» **Dataset excerpts**

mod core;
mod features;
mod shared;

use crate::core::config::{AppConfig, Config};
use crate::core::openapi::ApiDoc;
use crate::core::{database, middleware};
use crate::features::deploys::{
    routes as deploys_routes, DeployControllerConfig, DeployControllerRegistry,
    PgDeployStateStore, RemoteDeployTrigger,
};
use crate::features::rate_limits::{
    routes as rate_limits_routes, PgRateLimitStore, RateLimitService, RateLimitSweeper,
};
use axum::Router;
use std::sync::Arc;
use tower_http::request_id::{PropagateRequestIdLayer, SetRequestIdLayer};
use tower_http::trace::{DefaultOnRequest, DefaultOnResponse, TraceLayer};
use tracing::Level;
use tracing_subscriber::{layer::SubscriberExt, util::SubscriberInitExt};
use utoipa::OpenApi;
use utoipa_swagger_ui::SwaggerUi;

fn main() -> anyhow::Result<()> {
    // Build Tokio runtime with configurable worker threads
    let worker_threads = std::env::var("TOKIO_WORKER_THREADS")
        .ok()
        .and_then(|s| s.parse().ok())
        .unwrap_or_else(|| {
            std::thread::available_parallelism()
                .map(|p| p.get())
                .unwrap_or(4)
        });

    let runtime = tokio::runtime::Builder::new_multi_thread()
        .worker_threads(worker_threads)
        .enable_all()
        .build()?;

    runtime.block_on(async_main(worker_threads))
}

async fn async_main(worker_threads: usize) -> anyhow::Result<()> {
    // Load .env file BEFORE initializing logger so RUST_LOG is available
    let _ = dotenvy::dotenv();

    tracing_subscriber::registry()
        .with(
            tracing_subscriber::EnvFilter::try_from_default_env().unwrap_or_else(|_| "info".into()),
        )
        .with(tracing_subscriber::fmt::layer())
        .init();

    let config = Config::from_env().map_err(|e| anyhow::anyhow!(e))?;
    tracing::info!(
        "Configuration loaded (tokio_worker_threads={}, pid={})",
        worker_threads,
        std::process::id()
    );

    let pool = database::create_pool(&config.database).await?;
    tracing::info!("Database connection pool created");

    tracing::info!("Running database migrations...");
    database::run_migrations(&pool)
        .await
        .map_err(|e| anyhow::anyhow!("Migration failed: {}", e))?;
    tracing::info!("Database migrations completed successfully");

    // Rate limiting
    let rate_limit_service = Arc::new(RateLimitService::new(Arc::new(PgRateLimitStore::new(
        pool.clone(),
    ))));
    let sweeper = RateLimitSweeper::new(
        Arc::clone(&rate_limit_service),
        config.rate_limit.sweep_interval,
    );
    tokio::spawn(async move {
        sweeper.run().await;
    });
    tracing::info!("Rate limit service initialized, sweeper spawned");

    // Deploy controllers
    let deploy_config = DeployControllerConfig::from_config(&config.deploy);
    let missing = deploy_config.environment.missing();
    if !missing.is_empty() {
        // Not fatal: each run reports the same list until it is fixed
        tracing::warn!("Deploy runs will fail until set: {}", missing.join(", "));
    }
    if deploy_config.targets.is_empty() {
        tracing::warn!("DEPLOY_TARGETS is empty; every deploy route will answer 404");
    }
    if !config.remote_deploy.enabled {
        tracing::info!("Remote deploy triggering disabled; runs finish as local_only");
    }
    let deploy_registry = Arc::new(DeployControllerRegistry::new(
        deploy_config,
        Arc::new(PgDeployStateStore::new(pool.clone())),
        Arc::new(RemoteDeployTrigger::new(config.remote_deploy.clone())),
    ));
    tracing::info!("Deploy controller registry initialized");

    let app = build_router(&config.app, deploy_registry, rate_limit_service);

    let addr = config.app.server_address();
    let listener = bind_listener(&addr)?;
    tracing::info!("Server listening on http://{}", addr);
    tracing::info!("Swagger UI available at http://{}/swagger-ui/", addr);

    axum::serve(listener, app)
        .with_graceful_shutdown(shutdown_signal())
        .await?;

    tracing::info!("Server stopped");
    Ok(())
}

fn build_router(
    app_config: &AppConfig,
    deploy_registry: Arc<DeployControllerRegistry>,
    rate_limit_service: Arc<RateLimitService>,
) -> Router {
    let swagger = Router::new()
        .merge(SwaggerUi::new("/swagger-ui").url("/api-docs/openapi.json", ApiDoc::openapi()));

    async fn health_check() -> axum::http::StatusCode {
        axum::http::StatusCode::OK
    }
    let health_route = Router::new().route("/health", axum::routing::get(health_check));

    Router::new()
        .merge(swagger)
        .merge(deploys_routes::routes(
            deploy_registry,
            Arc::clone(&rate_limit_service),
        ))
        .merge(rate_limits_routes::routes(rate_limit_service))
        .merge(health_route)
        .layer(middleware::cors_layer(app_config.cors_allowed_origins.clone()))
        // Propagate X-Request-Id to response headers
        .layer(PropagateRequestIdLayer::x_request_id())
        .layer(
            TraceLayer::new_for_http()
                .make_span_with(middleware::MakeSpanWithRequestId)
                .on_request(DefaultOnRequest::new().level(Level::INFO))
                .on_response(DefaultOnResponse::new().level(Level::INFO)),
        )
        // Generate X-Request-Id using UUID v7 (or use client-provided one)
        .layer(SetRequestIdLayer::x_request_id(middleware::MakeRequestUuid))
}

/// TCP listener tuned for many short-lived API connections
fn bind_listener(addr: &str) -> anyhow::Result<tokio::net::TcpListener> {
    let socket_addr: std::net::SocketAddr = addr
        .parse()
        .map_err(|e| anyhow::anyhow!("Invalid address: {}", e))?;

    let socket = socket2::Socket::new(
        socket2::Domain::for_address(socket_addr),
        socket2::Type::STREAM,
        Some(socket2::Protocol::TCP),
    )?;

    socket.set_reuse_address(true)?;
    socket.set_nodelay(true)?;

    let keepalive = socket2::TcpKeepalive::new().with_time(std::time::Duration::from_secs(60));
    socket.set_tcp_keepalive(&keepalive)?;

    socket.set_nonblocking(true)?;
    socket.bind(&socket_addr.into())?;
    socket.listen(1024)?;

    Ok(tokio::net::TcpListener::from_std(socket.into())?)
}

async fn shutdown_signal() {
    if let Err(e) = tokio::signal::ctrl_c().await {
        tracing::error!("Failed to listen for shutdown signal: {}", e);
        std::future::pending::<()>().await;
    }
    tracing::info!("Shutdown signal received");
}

» **Your instructions**
Check each line above for the word "SwaggerUi", then give only the number of lines that have it.

» **Reply to the exercise**
2